WORK TO COMPLETE —
Look through the data below and, wherever a line carries the word "Identity", please copy that line.

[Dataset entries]
++++++++

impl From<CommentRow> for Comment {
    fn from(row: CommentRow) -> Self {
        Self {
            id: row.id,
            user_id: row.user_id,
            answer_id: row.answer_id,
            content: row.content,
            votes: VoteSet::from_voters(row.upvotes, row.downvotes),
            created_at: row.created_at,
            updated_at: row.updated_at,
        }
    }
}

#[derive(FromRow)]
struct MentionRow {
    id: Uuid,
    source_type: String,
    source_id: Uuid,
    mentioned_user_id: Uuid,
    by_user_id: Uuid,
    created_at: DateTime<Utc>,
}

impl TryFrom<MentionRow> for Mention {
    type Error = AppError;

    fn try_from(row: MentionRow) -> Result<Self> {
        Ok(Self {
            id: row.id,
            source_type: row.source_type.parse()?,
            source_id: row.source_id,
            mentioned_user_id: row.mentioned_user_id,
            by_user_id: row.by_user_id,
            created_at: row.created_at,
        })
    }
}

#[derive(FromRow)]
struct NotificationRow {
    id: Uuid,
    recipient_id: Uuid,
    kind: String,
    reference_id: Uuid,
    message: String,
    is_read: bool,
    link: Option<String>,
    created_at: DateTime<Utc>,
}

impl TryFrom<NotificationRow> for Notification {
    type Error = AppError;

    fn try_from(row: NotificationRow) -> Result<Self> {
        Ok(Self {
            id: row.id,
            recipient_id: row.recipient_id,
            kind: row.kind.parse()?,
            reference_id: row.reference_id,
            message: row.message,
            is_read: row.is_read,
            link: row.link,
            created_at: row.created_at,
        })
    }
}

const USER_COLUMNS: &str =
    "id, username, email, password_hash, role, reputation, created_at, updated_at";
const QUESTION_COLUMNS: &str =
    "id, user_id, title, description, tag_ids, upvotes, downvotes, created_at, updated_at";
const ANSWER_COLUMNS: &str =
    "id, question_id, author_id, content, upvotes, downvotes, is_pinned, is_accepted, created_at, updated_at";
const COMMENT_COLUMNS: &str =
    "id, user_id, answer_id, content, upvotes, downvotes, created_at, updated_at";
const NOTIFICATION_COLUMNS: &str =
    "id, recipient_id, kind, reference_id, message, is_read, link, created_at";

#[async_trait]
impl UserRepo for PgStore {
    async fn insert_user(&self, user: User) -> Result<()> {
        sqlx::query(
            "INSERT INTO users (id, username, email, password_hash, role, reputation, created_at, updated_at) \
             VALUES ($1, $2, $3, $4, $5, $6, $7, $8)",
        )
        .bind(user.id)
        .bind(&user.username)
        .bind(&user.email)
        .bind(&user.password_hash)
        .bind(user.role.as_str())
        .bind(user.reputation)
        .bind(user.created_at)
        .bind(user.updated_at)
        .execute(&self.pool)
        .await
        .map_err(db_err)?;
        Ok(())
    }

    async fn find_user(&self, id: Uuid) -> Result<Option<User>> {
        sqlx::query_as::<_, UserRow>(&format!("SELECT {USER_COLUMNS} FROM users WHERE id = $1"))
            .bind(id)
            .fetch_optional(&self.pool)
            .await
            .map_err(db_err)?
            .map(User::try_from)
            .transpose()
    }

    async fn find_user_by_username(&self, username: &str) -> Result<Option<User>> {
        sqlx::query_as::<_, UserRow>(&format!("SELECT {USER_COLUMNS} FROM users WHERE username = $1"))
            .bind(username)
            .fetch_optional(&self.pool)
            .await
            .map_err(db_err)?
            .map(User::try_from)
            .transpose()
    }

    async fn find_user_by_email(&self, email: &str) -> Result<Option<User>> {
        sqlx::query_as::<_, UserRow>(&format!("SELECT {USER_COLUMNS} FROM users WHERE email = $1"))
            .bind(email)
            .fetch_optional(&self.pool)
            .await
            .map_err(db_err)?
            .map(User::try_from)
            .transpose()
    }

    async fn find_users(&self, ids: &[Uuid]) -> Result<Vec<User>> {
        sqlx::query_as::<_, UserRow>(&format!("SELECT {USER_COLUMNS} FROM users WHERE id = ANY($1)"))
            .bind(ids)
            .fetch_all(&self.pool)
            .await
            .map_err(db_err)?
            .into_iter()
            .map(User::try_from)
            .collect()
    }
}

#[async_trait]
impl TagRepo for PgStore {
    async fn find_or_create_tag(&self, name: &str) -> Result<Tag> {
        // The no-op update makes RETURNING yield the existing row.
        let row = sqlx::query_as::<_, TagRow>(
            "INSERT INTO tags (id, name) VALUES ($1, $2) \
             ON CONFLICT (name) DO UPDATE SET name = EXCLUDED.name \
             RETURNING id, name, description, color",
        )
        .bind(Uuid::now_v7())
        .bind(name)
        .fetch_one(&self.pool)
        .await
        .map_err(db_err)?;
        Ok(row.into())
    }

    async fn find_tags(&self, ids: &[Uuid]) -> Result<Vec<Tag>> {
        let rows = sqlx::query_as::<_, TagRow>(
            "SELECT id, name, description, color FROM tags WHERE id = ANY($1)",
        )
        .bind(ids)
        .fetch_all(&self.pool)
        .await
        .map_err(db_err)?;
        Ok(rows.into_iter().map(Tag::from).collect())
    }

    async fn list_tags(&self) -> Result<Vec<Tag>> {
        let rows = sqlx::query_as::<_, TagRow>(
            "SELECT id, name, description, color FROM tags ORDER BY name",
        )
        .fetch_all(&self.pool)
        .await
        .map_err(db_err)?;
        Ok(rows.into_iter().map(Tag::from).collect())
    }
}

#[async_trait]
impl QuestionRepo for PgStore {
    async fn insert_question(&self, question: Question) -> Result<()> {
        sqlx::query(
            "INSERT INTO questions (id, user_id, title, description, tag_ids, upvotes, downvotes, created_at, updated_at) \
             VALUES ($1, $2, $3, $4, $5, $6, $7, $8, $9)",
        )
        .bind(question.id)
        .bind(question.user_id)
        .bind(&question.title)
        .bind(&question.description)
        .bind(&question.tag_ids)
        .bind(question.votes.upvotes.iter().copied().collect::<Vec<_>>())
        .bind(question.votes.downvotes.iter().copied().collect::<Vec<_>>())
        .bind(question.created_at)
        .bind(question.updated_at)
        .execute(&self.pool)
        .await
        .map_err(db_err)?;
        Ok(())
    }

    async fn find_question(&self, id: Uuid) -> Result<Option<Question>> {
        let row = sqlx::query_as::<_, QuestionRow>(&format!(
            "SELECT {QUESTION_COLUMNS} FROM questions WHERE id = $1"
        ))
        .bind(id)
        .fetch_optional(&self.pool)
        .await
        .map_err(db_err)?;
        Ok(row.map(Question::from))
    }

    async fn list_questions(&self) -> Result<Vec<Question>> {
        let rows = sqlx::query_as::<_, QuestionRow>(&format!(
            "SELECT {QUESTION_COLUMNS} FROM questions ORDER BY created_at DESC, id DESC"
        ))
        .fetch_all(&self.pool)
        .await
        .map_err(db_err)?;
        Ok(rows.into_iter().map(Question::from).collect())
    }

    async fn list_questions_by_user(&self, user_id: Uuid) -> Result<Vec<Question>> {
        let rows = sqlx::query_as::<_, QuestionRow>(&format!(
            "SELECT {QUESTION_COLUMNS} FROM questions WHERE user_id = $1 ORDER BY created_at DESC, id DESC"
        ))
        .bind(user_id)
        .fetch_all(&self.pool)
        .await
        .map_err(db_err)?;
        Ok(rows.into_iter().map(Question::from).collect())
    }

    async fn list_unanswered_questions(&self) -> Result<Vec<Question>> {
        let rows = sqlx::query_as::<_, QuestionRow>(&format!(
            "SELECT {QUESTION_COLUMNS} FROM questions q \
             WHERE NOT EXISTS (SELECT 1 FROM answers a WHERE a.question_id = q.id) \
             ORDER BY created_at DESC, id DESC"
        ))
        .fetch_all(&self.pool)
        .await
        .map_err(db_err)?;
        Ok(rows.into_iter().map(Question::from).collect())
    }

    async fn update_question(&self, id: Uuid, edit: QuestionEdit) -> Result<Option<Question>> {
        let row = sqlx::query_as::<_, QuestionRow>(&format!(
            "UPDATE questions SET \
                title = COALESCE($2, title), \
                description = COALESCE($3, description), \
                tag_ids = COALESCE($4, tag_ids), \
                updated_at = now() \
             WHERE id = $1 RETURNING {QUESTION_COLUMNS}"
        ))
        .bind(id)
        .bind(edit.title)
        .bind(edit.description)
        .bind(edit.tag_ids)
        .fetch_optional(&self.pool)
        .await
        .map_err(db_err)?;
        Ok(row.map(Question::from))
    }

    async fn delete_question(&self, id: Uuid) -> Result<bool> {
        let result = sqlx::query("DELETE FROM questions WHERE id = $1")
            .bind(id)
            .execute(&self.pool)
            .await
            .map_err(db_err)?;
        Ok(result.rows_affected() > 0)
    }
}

++++++++

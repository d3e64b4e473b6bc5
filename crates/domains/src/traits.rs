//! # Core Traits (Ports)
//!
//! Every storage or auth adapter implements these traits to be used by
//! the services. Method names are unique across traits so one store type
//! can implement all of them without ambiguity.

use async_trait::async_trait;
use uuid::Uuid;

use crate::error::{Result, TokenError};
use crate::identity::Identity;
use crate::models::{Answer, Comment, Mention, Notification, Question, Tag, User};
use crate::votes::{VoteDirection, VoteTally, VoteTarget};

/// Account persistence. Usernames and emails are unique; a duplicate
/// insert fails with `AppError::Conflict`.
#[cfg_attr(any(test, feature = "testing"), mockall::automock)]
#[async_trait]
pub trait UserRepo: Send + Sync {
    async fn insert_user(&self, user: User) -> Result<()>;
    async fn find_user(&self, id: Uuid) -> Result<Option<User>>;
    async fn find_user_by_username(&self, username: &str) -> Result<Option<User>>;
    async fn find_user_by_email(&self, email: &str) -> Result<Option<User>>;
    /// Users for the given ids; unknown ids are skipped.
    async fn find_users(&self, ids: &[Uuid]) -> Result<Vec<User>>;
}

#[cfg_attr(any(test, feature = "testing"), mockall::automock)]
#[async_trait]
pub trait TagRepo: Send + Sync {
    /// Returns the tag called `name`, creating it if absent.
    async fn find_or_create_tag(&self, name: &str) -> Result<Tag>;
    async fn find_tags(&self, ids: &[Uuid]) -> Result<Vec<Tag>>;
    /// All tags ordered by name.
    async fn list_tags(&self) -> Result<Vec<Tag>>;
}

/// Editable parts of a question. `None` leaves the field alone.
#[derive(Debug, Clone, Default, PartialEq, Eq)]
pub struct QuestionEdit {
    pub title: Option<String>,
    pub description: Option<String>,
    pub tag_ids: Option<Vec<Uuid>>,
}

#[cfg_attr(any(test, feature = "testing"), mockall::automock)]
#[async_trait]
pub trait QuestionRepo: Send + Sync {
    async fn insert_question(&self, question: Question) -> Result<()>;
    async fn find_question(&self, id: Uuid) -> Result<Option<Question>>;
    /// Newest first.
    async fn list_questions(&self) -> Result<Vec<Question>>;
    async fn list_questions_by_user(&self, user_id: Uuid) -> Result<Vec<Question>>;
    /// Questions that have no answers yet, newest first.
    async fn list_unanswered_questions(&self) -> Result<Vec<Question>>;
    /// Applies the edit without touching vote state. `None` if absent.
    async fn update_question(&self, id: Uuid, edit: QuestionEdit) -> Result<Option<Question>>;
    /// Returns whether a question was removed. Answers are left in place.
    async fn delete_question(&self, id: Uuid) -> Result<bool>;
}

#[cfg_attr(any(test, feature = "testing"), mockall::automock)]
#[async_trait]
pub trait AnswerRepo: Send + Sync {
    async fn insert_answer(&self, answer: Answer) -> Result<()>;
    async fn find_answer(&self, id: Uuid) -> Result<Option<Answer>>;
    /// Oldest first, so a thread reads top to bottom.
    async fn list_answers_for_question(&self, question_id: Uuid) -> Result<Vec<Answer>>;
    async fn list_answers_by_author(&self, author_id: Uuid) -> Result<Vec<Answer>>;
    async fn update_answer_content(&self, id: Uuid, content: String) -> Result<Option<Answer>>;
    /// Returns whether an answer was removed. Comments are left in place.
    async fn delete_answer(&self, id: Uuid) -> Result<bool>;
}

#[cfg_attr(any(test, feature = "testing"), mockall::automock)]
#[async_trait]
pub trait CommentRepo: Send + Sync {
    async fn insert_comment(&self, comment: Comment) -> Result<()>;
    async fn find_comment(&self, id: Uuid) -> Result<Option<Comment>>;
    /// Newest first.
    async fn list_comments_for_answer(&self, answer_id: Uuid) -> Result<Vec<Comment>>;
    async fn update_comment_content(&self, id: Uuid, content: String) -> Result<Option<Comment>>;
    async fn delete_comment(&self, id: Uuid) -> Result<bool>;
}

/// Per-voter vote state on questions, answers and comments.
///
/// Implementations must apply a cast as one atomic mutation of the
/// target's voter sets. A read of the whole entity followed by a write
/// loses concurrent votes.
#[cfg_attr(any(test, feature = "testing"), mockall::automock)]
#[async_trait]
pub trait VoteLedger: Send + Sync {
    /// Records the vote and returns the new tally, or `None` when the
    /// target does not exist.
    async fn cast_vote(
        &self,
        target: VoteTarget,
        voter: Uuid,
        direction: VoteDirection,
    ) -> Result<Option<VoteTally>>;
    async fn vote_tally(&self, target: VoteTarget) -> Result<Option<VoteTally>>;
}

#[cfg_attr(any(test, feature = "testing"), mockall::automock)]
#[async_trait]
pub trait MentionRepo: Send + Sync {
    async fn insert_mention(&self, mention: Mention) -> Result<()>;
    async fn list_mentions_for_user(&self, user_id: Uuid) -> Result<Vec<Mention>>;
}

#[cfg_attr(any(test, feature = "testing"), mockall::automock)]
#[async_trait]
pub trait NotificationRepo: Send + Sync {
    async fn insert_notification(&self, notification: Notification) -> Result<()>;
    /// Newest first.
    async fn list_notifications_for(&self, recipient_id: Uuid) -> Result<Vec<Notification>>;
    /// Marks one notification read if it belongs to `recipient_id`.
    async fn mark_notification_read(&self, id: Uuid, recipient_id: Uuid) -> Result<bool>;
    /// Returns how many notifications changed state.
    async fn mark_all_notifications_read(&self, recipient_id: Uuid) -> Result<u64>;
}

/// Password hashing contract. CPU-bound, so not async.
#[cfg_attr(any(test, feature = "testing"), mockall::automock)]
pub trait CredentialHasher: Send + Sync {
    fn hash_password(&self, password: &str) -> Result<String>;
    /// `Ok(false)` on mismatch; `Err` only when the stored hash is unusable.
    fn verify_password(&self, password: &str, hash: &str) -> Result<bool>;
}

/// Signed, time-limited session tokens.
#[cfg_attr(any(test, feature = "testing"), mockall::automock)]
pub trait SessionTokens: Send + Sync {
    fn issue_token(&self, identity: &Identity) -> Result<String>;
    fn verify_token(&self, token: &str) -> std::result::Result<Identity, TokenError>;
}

++++++++

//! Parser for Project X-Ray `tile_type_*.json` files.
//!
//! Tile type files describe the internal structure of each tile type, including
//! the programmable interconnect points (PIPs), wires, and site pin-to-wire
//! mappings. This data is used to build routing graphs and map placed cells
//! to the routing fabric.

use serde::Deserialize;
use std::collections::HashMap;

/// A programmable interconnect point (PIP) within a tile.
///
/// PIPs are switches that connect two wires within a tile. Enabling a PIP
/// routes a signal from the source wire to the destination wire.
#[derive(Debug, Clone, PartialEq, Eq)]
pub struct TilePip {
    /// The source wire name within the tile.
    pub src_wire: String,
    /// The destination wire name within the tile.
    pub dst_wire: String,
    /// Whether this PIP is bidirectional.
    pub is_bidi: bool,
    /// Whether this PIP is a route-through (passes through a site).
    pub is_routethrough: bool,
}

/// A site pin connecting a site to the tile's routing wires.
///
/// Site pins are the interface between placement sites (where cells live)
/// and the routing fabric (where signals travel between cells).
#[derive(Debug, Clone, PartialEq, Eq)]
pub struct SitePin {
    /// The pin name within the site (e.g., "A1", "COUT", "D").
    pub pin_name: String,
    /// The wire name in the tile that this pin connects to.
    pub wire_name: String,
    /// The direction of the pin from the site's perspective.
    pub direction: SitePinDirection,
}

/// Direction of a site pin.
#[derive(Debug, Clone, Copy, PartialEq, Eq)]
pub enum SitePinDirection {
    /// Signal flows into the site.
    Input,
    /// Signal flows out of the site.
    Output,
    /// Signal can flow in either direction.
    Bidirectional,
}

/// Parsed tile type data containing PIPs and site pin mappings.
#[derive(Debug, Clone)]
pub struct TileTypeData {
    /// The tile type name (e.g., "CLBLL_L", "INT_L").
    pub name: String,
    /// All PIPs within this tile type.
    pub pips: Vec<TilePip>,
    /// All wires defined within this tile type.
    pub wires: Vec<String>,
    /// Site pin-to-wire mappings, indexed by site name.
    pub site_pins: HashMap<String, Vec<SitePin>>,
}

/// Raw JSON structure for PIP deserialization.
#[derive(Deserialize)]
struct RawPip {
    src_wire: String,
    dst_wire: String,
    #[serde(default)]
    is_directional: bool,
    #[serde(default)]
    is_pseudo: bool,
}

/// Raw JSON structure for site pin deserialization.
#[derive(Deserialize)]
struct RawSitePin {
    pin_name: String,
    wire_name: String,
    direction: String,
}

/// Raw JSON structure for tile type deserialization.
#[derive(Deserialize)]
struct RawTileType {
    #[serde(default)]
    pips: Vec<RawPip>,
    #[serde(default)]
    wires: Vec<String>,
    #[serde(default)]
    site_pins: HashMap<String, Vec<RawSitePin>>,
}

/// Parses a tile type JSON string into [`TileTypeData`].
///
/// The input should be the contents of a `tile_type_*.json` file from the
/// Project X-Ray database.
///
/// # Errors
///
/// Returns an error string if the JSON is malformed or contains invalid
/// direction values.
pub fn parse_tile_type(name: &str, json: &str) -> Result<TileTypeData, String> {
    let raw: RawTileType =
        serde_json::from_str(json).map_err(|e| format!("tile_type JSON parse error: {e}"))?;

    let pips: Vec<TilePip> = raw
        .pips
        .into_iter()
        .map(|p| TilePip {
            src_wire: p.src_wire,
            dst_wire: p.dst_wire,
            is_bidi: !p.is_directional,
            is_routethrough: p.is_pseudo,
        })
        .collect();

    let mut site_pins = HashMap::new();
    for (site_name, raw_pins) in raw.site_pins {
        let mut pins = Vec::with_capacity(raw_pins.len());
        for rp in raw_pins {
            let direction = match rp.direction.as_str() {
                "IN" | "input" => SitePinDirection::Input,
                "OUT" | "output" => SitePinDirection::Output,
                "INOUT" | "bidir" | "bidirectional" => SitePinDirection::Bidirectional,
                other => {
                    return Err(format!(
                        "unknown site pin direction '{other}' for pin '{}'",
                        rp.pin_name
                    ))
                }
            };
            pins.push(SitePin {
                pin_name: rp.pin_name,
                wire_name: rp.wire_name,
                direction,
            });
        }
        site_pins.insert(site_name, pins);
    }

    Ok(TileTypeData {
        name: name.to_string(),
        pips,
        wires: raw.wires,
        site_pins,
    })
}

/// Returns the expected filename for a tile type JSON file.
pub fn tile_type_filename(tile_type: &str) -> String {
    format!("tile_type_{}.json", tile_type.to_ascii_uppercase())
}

++++++++

RESULT OF THIS TASK —
use crate::identity::Identity;
    fn issue_token(&self, identity: &Identity) -> Result<String>;
    fn verify_token(&self, token: &str) -> std::result::Result<Identity, TokenError>;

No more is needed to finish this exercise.